## The problem
Run through the records and show each line that includes the string "SQLite".

## Entries provided
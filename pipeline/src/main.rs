//! Trafic CLI - reshape raw traffic records and load them into SQLite
//!
//! # Main Commands
//!
//! ```bash
//! trafic run                        # transform_data then load_data, once
//! trafic schedule                   # run the DAG every day
//! ```
//!
//! # Single Tasks
//!
//! ```bash
//! trafic transform                  # raw_data/trafic.csv -> processed_data/processed_data.csv
//! trafic load                       # processed_data.csv -> trafic_record
//! trafic dag                        # show the task graph
//! trafic config                     # show the resolved configuration
//! ```

use clap::{Args, Parser, Subcommand};
use serde::Serialize;
use std::path::PathBuf;
use std::time::Duration;
use tracing_subscriber::{fmt, EnvFilter};
use trafic::{
    load_file, run_schedule, transform_file, ConfigOverrides, Dag, LoadMode, PipelineConfig,
    ScheduleOptions, ShortGroupPolicy, TaskState,
};

#[derive(Parser)]
#[command(name = "trafic")]
#[command(about = "Reshape raw traffic records and load them into SQLite", long_about = None)]
struct Cli {
    #[command(flatten)]
    global: GlobalArgs,

    #[command(subcommand)]
    command: Commands,
}

#[derive(Args)]
struct GlobalArgs {
    /// TOML config file
    #[arg(short, long, global = true)]
    config: Option<PathBuf>,

    /// Working directory holding raw_data/ and processed_data/
    #[arg(short, long, global = true)]
    workdir: Option<PathBuf>,

    /// Raw input file (relative to workdir)
    #[arg(long, global = true)]
    raw_input: Option<PathBuf>,

    /// Processed output file (relative to workdir)
    #[arg(long, global = true)]
    processed_output: Option<PathBuf>,

    /// SQLite database file (relative to workdir)
    #[arg(long, global = true)]
    database: Option<PathBuf>,

    /// Destination table
    #[arg(long, global = true)]
    table: Option<String>,

    /// What to do with incomplete trailing groups
    #[arg(long, value_enum, global = true)]
    short_groups: Option<ShortGroupPolicy>,

    /// How existing table rows are treated
    #[arg(long, value_enum, global = true)]
    load_mode: Option<LoadMode>,

    /// Print reports as JSON on stdout
    #[arg(long, global = true)]
    json: bool,
}

impl GlobalArgs {
    fn overrides(&self) -> ConfigOverrides {
        ConfigOverrides {
            workdir: self.workdir.clone(),
            raw_input: self.raw_input.clone(),
            processed_output: self.processed_output.clone(),
            database: self.database.clone(),
            table: self.table.clone(),
            short_groups: self.short_groups,
            load_mode: self.load_mode,
        }
    }
}

#[derive(Subcommand)]
enum Commands {
    /// Reshape the raw file into the processed CSV (transform_data)
    Transform,

    /// Load the processed CSV into the database (load_data)
    Load,

    /// Run the whole DAG once
    Run,

    /// Run the DAG on its schedule
    Schedule {
        /// Stop after this many runs
        #[arg(long)]
        max_runs: Option<usize>,

        /// Seconds between runs (default: the DAG interval, one day)
        #[arg(long)]
        interval_secs: Option<u64>,
    },

    /// Show the task graph
    Dag,

    /// Show the resolved configuration
    Config,
}

type CmdResult = Result<(), Box<dyn std::error::Error>>;

#[tokio::main]
async fn main() {
    // Load .env file (if present)
    dotenvy::dotenv().ok();

    let env = EnvFilter::try_from_default_env().unwrap_or_else(|_| EnvFilter::new("info"));
    fmt().with_env_filter(env).with_writer(std::io::stderr).init();

    let cli = Cli::parse();

    let result = match PipelineConfig::resolve(cli.global.config.as_deref(), cli.global.overrides())
    {
        Ok(config) => {
            let json = cli.global.json;
            match cli.command {
                Commands::Transform => cmd_transform(&config, json),
                Commands::Load => cmd_load(&config, json),
                Commands::Run => cmd_run(&config, json),
                Commands::Schedule {
                    max_runs,
                    interval_secs,
                } => cmd_schedule(config, max_runs, interval_secs, json).await,
                Commands::Dag => cmd_dag(json),
                Commands::Config => cmd_config(&config),
            }
        }
        Err(e) => Err(e.into()),
    };

    if let Err(e) = result {
        eprintln!("❌ Error: {}", e);
        std::process::exit(1);
    }
}

fn print_json<T: Serialize>(value: &T) -> CmdResult {
    println!("{}", serde_json::to_string_pretty(value)?);
    Ok(())
}

fn cmd_transform(config: &PipelineConfig, json: bool) -> CmdResult {
    eprintln!("📄 Transforming: {}", config.raw_input.display());

    let report = transform_file(config)?;
    if json {
        return print_json(&report);
    }

    eprintln!("   Encoding: {}", report.encoding);
    eprintln!("   Lines: {}", report.lines_read);
    if report.empty_lines > 0 {
        eprintln!("   Lines without groups: {}", report.empty_lines);
    }
    if report.short_rows > 0 {
        eprintln!(
            "   ⚠️  Short rows: {} (policy: {:?})",
            report.short_rows, report.short_groups
        );
    }
    eprintln!("✅ Shape {} written to: {}", report.shape, report.output.display());
    Ok(())
}

fn cmd_load(config: &PipelineConfig, json: bool) -> CmdResult {
    eprintln!("🗄️  Loading: {}", config.processed_output.display());

    let report = load_file(config)?;
    if json {
        return print_json(&report);
    }

    eprintln!("   Database: {}", report.database.display());
    eprintln!("   Mode: {:?}", report.mode);
    eprintln!(
        "✅ {} rows written, {} rows in {}",
        report.rows_written, report.table_rows, report.table
    );
    Ok(())
}

fn cmd_run(config: &PipelineConfig, json: bool) -> CmdResult {
    let dag = Dag::trafic_ingestion();
    let run = dag.run(config)?;

    if json {
        print_json(&run)?;
    } else {
        eprintln!("🔄 {} ({})", run.dag_id, run.run_id);
        for task in &run.tasks {
            let mark = match task.state {
                TaskState::Success => "✅",
                TaskState::Failed => "❌",
                TaskState::UpstreamFailed => "⏭️ ",
            };
            eprintln!("   {} {}", mark, task.task);
        }
    }

    match run.first_error() {
        Some((task, error)) => Err(format!("{} failed: {}", task, error).into()),
        None => Ok(()),
    }
}

async fn cmd_schedule(
    config: PipelineConfig,
    max_runs: Option<usize>,
    interval_secs: Option<u64>,
    json: bool,
) -> CmdResult {
    let options = ScheduleOptions {
        max_runs,
        interval: interval_secs.map(Duration::from_secs),
    };

    let summary = run_schedule(Dag::trafic_ingestion(), config, options).await?;
    if json {
        return print_json(&summary);
    }

    eprintln!("✨ {} runs, {} failed", summary.runs, summary.failed);
    Ok(())
}

fn cmd_dag(json: bool) -> CmdResult {
    let dag = Dag::trafic_ingestion();
    if json {
        return print_json(&dag);
    }

    println!("{}: {}", dag.dag_id, dag.description);
    println!("  interval: {:?}, catchup: {}", dag.interval, dag.catchup);
    for (up, down) in &dag.edges {
        println!("  {} >> {}", up, down);
    }
    Ok(())
}

fn cmd_config(config: &PipelineConfig) -> CmdResult {
    print_json(config)
}
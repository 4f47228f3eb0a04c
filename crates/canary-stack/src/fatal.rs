//! What happens after a corruption has been reported.

use canary_stack_core::{DiagnosticSnapshot, IntegrityError};

/// Terminates the current computation after a confirmed corruption.
///
/// Called exactly once, after the snapshot has been emitted and the buffer
/// scrubbed. Never returns.
pub trait FatalHandler: Send + Sync {
    fn on_corruption(&self, error: &IntegrityError, snapshot: &DiagnosticSnapshot) -> !;
}

/// Prints a one-line summary to stderr and aborts the process.
#[derive(Debug, Clone, Copy, Default)]
pub struct AbortHandler;

impl FatalHandler for AbortHandler {
    fn on_corruption(&self, error: &IntegrityError, snapshot: &DiagnosticSnapshot) -> ! {
        eprintln!(
            "canary-stack: {} corrupted at {}: {} (snapshot {})",
            snapshot.provenance.name,
            snapshot.call_site,
            error,
            snapshot.id()
        );
        std::process::abort()
    }
}

/// Panics instead of aborting, so tests can catch the failure.
#[derive(Debug, Clone, Copy, Default)]
pub struct PanicHandler;

impl FatalHandler for PanicHandler {
    fn on_corruption(&self, error: &IntegrityError, snapshot: &DiagnosticSnapshot) -> ! {
        panic!(
            "stack {} corrupted at {}: {}",
            snapshot.provenance.name, snapshot.call_site, error
        )
    }
}
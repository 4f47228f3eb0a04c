//! Point-in-time diagnostic snapshots of a stack.
//!
//! A snapshot is taken when the stack may already be corrupted, so building
//! one trusts nothing: every slot is read through bounds-checked access and
//! the stored digests are copied, not recomputed into the stack.

use serde::Serialize;
use std::fmt;

use crate::canonical::canonical_snapshot_bytes;
use crate::error::IntegrityError;
use crate::hash::Digest32;
use crate::stack::GuardedStack;
use crate::types::{CallSite, Element, Provenance};

/// State of one element slot in a snapshot.
#[derive(Debug, Clone, Copy, PartialEq, Eq, Hash, Serialize)]
pub enum SlotState {
    /// Below `size`: holds a pushed value.
    Live,
    /// At or above `size` and still holds the poison value.
    Poisoned,
    /// At or above `size` but written since it was poisoned.
    Stale,
}

/// One element slot as observed.
#[derive(Debug, Clone, Copy, PartialEq, Serialize)]
pub struct SlotEntry {
    /// Element index (0 is the bottom of the stack).
    pub index: usize,
    pub value: Element,
    pub state: SlotState,
}

/// A 32-byte content address for a snapshot: Blake3 of its canonical bytes.
#[derive(Clone, Copy, PartialEq, Eq, Hash, Serialize)]
pub struct SnapshotId(pub [u8; 32]);

impl SnapshotId {
    /// Convert to hex string.
    pub fn to_hex(&self) -> String {
        hex::encode(self.0)
    }
}

impl fmt::Debug for SnapshotId {
    fn fmt(&self, f: &mut fmt::Formatter<'_>) -> fmt::Result {
        write!(f, "SnapshotId({})", &self.to_hex()[..16])
    }
}

impl fmt::Display for SnapshotId {
    fn fmt(&self, f: &mut fmt::Formatter<'_>) -> fmt::Result {
        write!(f, "{}", &self.to_hex()[..16])
    }
}

/// Everything needed to debug a stack after the fact.
#[derive(Debug, Clone, PartialEq, Serialize)]
pub struct DiagnosticSnapshot {
    /// Address of the stack structure.
    pub stack_addr: usize,
    /// Address of the buffer, if there is one.
    pub buffer_addr: Option<usize>,
    pub call_site: CallSite,
    pub provenance: Provenance,
    pub struct_guard_low: u64,
    pub struct_guard_high: u64,
    /// `None` when the guard slot lies outside the buffer.
    pub buffer_guard_low: Option<Element>,
    pub buffer_guard_high: Option<Element>,
    pub capacity: usize,
    pub size: i64,
    /// Digests as stored in the stack.
    pub buffer_digest: Digest32,
    pub struct_digest: Digest32,
    /// Result of validating the stack when the snapshot was taken.
    pub verdict: Option<IntegrityError>,
    /// Element slots `0..capacity` that exist in the buffer.
    pub slots: Vec<SlotEntry>,
}

impl DiagnosticSnapshot {
    /// Capture `stack` as seen from `call_site`.
    pub fn capture(stack: &GuardedStack, call_site: CallSite) -> Self {
        let buffer = stack.raw_buffer();
        let capacity = stack.capacity();
        let size = stack.raw_size();
        let live_end = usize::try_from(size).unwrap_or(0);
        let poison_bits = stack.config().poison.to_bits();
        let (struct_guard_low, struct_guard_high) = stack.struct_guards();

        let slot_at = |index: usize| buffer.and_then(|b| b.get(index)).copied();

        let slots = (0..capacity)
            .map_while(|index| {
                let value = slot_at(index + 1)?;
                let state = if index < live_end {
                    SlotState::Live
                } else if value.to_bits() == poison_bits {
                    SlotState::Poisoned
                } else {
                    SlotState::Stale
                };
                Some(SlotEntry {
                    index,
                    value,
                    state,
                })
            })
            .collect();

        Self {
            stack_addr: stack as *const GuardedStack as usize,
            buffer_addr: buffer.map(|b| b.as_ptr() as usize),
            call_site,
            provenance: *stack.provenance(),
            struct_guard_low,
            struct_guard_high,
            buffer_guard_low: slot_at(0),
            buffer_guard_high: capacity.checked_add(1).and_then(slot_at),
            capacity,
            size,
            buffer_digest: stack.buffer_digest(),
            struct_digest: stack.struct_digest(),
            verdict: stack.validate().err(),
            slots,
        }
    }

    /// Content address of this snapshot (addresses excluded).
    pub fn id(&self) -> SnapshotId {
        SnapshotId(*blake3::hash(&canonical_snapshot_bytes(self)).as_bytes())
    }

    /// Slots below `size`.
    pub fn live(&self) -> impl Iterator<Item = &SlotEntry> {
        self.slots.iter().filter(|s| s.state == SlotState::Live)
    }

    /// Slots at or above `size`, poisoned or stale.
    pub fn released(&self) -> impl Iterator<Item = &SlotEntry> {
        self.slots.iter().filter(|s| s.state != SlotState::Live)
    }

    pub fn is_valid(&self) -> bool {
        self.verdict.is_none()
    }
}

impl GuardedStack {
    /// Take a diagnostic snapshot. Works on corrupted stacks.
    pub fn snapshot(&self, call_site: CallSite) -> DiagnosticSnapshot {
        DiagnosticSnapshot::capture(self, call_site)
    }
}
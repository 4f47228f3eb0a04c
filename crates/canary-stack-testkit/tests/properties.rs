//! Property tests for the guarded stack.

use proptest::prelude::*;

use canary_stack::{CallSite, Error, GuardSide, IntegrityError, StackConfig, DEFAULT_SENTINEL};
use canary_stack_testkit::fixtures::StackFixture;
use canary_stack_testkit::generators::{apply_ops, config, element, elements, ops};

proptest! {
    #[test]
    fn lifo_round_trip(values in elements(200)) {
        let mut fixture = StackFixture::new();
        for &v in &values {
            fixture.stack.push(v).unwrap();
        }

        for &expected in values.iter().rev() {
            prop_assert_eq!(fixture.stack.pop().unwrap(), expected);
        }
        prop_assert!(matches!(fixture.stack.pop(), Err(Error::Underflow)));
        prop_assert_eq!(fixture.stack.guarded().validate(), Ok(()));
    }

    #[test]
    fn invariants_hold_after_every_operation(cfg in config(), script in ops(300)) {
        let mut fixture = StackFixture::with_config(cfg);
        let model = apply_ops(&mut fixture.stack, &script)?;
        prop_assert_eq!(fixture.stack.len(), model.len());
        prop_assert!(fixture.sink.is_empty());
    }

    #[test]
    fn growth_keeps_values_and_capacity_is_minimal(cfg in config(), values in elements(300)) {
        let mut fixture = StackFixture::with_config(cfg);
        for &v in &values {
            fixture.stack.push(v).unwrap();
        }

        let mut expected_capacity = cfg.initial_capacity;
        while expected_capacity < values.len() {
            expected_capacity *= cfg.growth_factor;
        }

        prop_assert_eq!(fixture.stack.inspect(), values.as_slice());
        prop_assert_eq!(fixture.stack.capacity(), expected_capacity);
        prop_assert_eq!(fixture.stack.stats().shrinks, 0);
    }

    #[test]
    fn capacity_never_drops_below_floor(cfg in config(), pushes in 0usize..200, pops in 0usize..250) {
        let mut fixture = StackFixture::with_config(cfg);
        for i in 0..pushes {
            fixture.stack.push(i as f64).unwrap();
        }
        for _ in 0..pops {
            let _ = fixture.stack.pop();
            prop_assert!(fixture.stack.capacity() >= cfg.initial_capacity);
            prop_assert!(fixture.stack.len() <= fixture.stack.capacity());
        }
    }

    #[test]
    fn flipping_any_live_byte_is_detected(
        values in prop::collection::vec(element(), 1..40),
        index in any::<prop::sample::Index>(),
        byte in 0usize..8,
    ) {
        let mut fixture = StackFixture::new();
        for &v in &values {
            fixture.stack.push(v).unwrap();
        }

        let slot = index.index(values.len()) + 1;
        fixture.stack.fault_injector().flip_byte(slot, byte);

        prop_assert_eq!(
            fixture.stack.guarded().validate(),
            Err(IntegrityError::BufferContentCorrupted)
        );
    }

    #[test]
    fn buffer_guard_overwrite_is_detected(
        values in elements(40),
        value in any::<f64>(),
        high in any::<bool>(),
    ) {
        let sentinel_bits = StackConfig::default().sentinel_element().to_bits();
        prop_assume!(value.to_bits() != sentinel_bits);

        let mut fixture = StackFixture::new();
        for &v in &values {
            fixture.stack.push(v).unwrap();
        }

        let side = if high { GuardSide::High } else { GuardSide::Low };
        fixture.stack.fault_injector().set_buffer_guard(side, value);

        prop_assert_eq!(
            fixture.stack.guarded().validate(),
            Err(IntegrityError::BufferBoundsViolated { side })
        );
    }

    #[test]
    fn struct_guard_overwrite_is_detected(value in any::<u64>(), high in any::<bool>()) {
        prop_assume!(value != DEFAULT_SENTINEL);

        let mut fixture = StackFixture::filled(5);
        let side = if high { GuardSide::High } else { GuardSide::Low };
        fixture.stack.fault_injector().set_struct_guard(side, value);

        prop_assert_eq!(
            fixture.stack.guarded().validate(),
            Err(IntegrityError::StructureCorrupted { side })
        );
    }

    #[test]
    fn snapshot_id_is_deterministic(values in elements(50)) {
        let site = CallSite::new("properties.rs", 1, "dump");
        let mut a = StackFixture::new();
        let mut b = StackFixture::new();
        for &v in &values {
            a.stack.push(v).unwrap();
            b.stack.push(v).unwrap();
        }

        prop_assert_eq!(a.stack.dump_at(site).id(), b.stack.dump_at(site).id());
    }
}
//! Error types for Canary Stack Core.

use serde::Serialize;
use std::fmt;
use thiserror::Error;

/// Which end of a guarded region failed its canary check.
#[derive(Debug, Clone, Copy, PartialEq, Eq, Hash, Serialize)]
pub enum GuardSide {
    Low,
    High,
}

impl fmt::Display for GuardSide {
    fn fmt(&self, f: &mut fmt::Formatter<'_>) -> fmt::Result {
        match self {
            GuardSide::Low => f.write_str("low"),
            GuardSide::High => f.write_str("high"),
        }
    }
}

/// A confirmed integrity violation.
///
/// Variants are listed in validation order: when several invariants are
/// broken at once, the earliest variant is the one reported.
#[derive(Debug, Clone, Copy, PartialEq, Eq, Hash, Error, Serialize)]
pub enum IntegrityError {
    #[error("buffer is missing")]
    InvalidBuffer,

    #[error("size is negative")]
    InvalidSize,

    #[error("size exceeds capacity")]
    SizeExceedsCapacity,

    #[error("structure {side} canary overwritten")]
    StructureCorrupted { side: GuardSide },

    #[error("buffer {side} canary overwritten")]
    BufferBoundsViolated { side: GuardSide },

    #[error("buffer digest mismatch")]
    BufferContentCorrupted,

    #[error("structure digest mismatch")]
    StructureFieldsCorrupted,
}

/// Configuration rejected by [`StackConfig::validate`](crate::config::StackConfig::validate).
#[derive(Debug, Clone, PartialEq, Error)]
pub enum ConfigError {
    #[error("initial capacity must be at least 1")]
    ZeroCapacity,

    #[error("{name} must be at least 2, got {value}")]
    FactorTooSmall { name: &'static str, value: usize },

    #[error("sentinel must be nonzero")]
    ZeroSentinel,

    #[error("sentinel {0:#x} is not exactly representable as an element")]
    SentinelNotRepresentable(u64),

    #[error("poison value {0} is not usable: {1}")]
    InvalidPoison(f64, &'static str),
}

/// Errors returned by stack operations.
#[derive(Debug, Error)]
pub enum StackError {
    #[error("integrity violation: {0}")]
    Corrupted(#[from] IntegrityError),

    #[error("pop from an empty stack")]
    Underflow,

    #[error("allocation of {requested} slots failed")]
    AllocationFailed { requested: usize },

    #[error("capacity {capacity} cannot grow by factor {factor}")]
    CapacityOverflow { capacity: usize, factor: usize },

    #[error("invalid configuration: {0}")]
    InvalidConfig(#[from] ConfigError),
}

impl StackError {
    /// The integrity violation, if this error is one.
    pub fn integrity(&self) -> Option<IntegrityError> {
        match self {
            StackError::Corrupted(e) => Some(*e),
            _ => None,
        }
    }
}

/// Result type for core stack operations.
pub type Result<T> = std::result::Result<T, StackError>;
//! # Canary Stack Core
//!
//! Pure primitives for Canary Stack: a dynamic-array stack that verifies
//! its own structural integrity after every operation.
//!
//! This crate contains no I/O and no logging. It detects corruption and
//! returns it as a value; reporting and aborting live in the `canary-stack`
//! facade.
//!
//! ## Key Types
//!
//! - [`GuardedStack`] - The stack, bracketed by canaries and digests
//! - [`StackConfig`] - Sentinels, growth factors, hash seed
//! - [`IntegrityError`] - The seven kinds of confirmed corruption
//! - [`DiagnosticSnapshot`] - Postmortem view of a (possibly corrupted) stack
//!
//! ## Integrity model
//!
//! Two defense layers: canaries at both ends of the structure and of the
//! buffer catch out-of-bounds writes, and MurmurHash3 digests of the buffer
//! and of the canonical structure fields catch in-bounds tampering. See
//! [`validation`] for the check order.

pub mod canonical;
pub mod config;
pub mod error;
#[cfg(any(test, feature = "fault-injection"))]
pub mod fault;
pub mod growth;
pub mod hash;
pub mod snapshot;
pub mod stack;
pub mod types;
pub mod validation;

pub use canonical::{canonical_snapshot_bytes, canonical_struct_bytes};
pub use config::{StackConfig, DEFAULT_POISON, DEFAULT_SENTINEL};
pub use error::{ConfigError, GuardSide, IntegrityError, StackError};
#[cfg(any(test, feature = "fault-injection"))]
pub use fault::FaultInjector;
pub use growth::{GrowthPolicy, Resize, ResizeKind};
pub use hash::{murmur3_32, Digest32, Murmur3, DEFAULT_SEED};
pub use snapshot::{DiagnosticSnapshot, SlotEntry, SlotState, SnapshotId};
pub use stack::{GuardedStack, Popped};
pub use types::{CallSite, Element, Provenance};
pub use validation::validate;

## Result
//! Trafic CLI - reshape raw traffic records and load them into SQLite
#[command(about = "Reshape raw traffic records and load them into SQLite", long_about = None)]
    /// SQLite database file (relative to workdir)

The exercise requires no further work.